Oh, and X factor is lamer than ultras any day of the week.

Friday, February 18, 2011

I didn't the know the island was alive

Everyone else is talking about it, so here, watch this trailer is you have not done so already.

That would be an excellent trailer is it were for a movie. It is moving, manipulative, gorey, and quite memorable. Zombies eating children is not something that you see every day, and zombie children attacking their parents is even more shocking. If this were a snippet from a movie version of World War Z (which I understand is actually being made and will be terrible, I promise, just read the book and then drink heavily to fight off the inevitable depression) I would be more excited. But this trailer is not for a movie, a mini-series, or anything else non-interactive. This is a trailer for Dead Island, the game, and if Sony's shenanigans with Killzone bull-shots has taught be anything, it's that I shouldn't get too excited about something until I see someone controlling the action in real time. Will I play it? Of course, I play everything eventually, but it has not surpassed, say, the new Elder Scrolls on my 'gotta have it so bad that I might actually buy the damn game' list.

Granted, open ended Dead Rising minus the camp plus deeper RPG elements in an area somewhere near that of Just Cause 2 sounds like the absolute shit, but who knows if it will actually happen.
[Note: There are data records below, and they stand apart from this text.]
//! Query bar widget — text input + match-mode tag at the top of the screen.
//!
//! # Editing
//!
//! - `Char(c)` inserts at the cursor.
//! - `Backspace` deletes the character before the cursor.
//! - `Nav(Left)` / `Nav(Right)` move the cursor (arrow keys, or h/l
//!   re-mapped by the App shell while this pane is focused).
//! - `ToggleMode` flips between prefix and substring matching.

use crate::event::{AppEvent, Direction};
use crate::theme::Theme;
use ratatui::{
    buffer::Buffer,
    layout::{Constraint, Direction as LayoutDir, Layout, Rect},
    style::{Modifier, Style},
    text::{Line, Span},
    widgets::{Block, Paragraph, Widget},
};

// ---------------------------------------------------------------------------
// State
// ---------------------------------------------------------------------------

#[derive(Debug, Default)]
pub struct QueryBarState {
    /// The key prefix (or substring) typed by the user.
    pub query: String,
    /// Byte offset of the cursor within `query`.
    pub cursor: usize,
    /// Substring mode instead of prefix mode.
    pub substring: bool,
}

impl QueryBarState {
    /// Handle a key event from the app shell.
    pub fn handle(&mut self, event: &AppEvent) {
        match event {
            AppEvent::Char(c) => {
                self.query.insert(self.cursor, *c);
                self.cursor += c.len_utf8();
                tracing::debug!(query = %self.query, cursor = self.cursor, "query: char inserted");
            }
            AppEvent::Backspace => {
                if self.cursor > 0 {
                    // Walk back one char boundary
                    let prev = self.query[..self.cursor]
                        .char_indices()
                        .last()
                        .map(|(i, _)| i)
                        .unwrap_or(0);
                    self.query.remove(prev);
                    self.cursor = prev;
                    tracing::debug!(query = %self.query, cursor = self.cursor, "query: backspace");
                }
            }
            AppEvent::Nav(Direction::Left) => {
                if self.cursor > 0 {
                    self.cursor = self.query[..self.cursor]
                        .char_indices()
                        .last()
                        .map(|(i, _)| i)
                        .unwrap_or(0);
                }
            }
            AppEvent::Nav(Direction::Right) => {
                if self.cursor < self.query.len() {
                    let next = self.query[self.cursor..]
                        .char_indices()
                        .nth(1)
                        .map(|(i, _)| self.cursor + i)
                        .unwrap_or(self.query.len());
                    self.cursor = next;
                }
            }
            AppEvent::ToggleMode => {
                self.substring = !self.substring;
                tracing::debug!(substring = self.substring, "query: mode toggled");
            }
            _ => {}
        }
    }
}

// ---------------------------------------------------------------------------
// Widget
// ---------------------------------------------------------------------------

pub struct QueryBar<'a> {
    state: &'a QueryBarState,
    matches: usize,
    focused: bool,
    theme: &'a Theme,
}

impl<'a> QueryBar<'a> {
    pub fn new(state: &'a QueryBarState, matches: usize, focused: bool, theme: &'a Theme) -> Self {
        Self { state, matches, focused, theme }
    }

    /// Absolute terminal position of the text cursor within this widget's
    /// rendered area. Pass to `frame.set_cursor_position()` after rendering.
    pub fn cursor_position(&self, area: Rect) -> (u16, u16) {
        // The block adds 1-cell borders; text starts at (area.x+1, area.y+1).
        let col = self.state.query[..self.state.cursor].chars().count() as u16;
        let x = (area.x + 1 + col).min(area.right().saturating_sub(1));
        let y = area.y + 1;
        (x, y)
    }
}

impl Widget for QueryBar<'_> {
    fn render(self, area: Rect, buf: &mut Buffer) {
        let border_style = if self.focused {
            self.theme.border_focused
        } else {
            self.theme.border_unfocused
        };

        let block = Block::bordered().title("Search").border_style(border_style);
        let inner = block.inner(area);
        block.render(area, buf);

        // Split inner area: query text (fill) | mode + match count (fixed)
        let chunks = Layout::default()
            .direction(LayoutDir::Horizontal)
            .constraints([Constraint::Fill(1), Constraint::Length(26)])
            .split(inner);

        // Query input
        let query_line = if self.state.query.is_empty() && !self.focused {
            Line::from(Span::styled(
                "press / to search",
                Style::default().add_modifier(Modifier::DIM),
            ))
        } else {
            Line::from(self.state.query.as_str())
        };
        Paragraph::new(query_line).render(chunks[0], buf);

        // Mode tag + match count:  [prefix] 42 matches
        let mode = if self.state.substring { "[substr]" } else { "[prefix]" };
        let info = format!("{mode} {} matches", self.matches);
        Paragraph::new(Line::from(info))
            .right_aligned()
            .render(chunks[1], buf);
    }
}

// ---------------------------------------------------------------------------
// Tests
// ---------------------------------------------------------------------------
Thursday, February 17, 2011

It's the 80's but in a higher definition

Playing Fist of the North Star on easy did not actually make it any more fun, it just put the game of its misery and off of my hard drive a little bit faster. Spoiler: the good guy wins and the bad guy turns out to not actually be that bad. I took a quick look at the other modes and they all take place in the same brown/grey areas, just with more dudes to punch. The Dream mode at least attempted to mix things up by making the map larger and adding opposing army basses that you need to occupy. And how do you occupy them? By killing a whole bunch of dudes. It was actually a lot like Guilty Gear 2, minus the creative character designs and passable graphics. I played Guilty Gear 2 for less than two hours and Dream mode for about fifteen minutes. There were about five more characters to try and I couldn't muster any interest in them either. Gore and violence are just not enough to hold my interest, even when they come from exploding heads and over the top martial arts moves. Perhaps I am maturing?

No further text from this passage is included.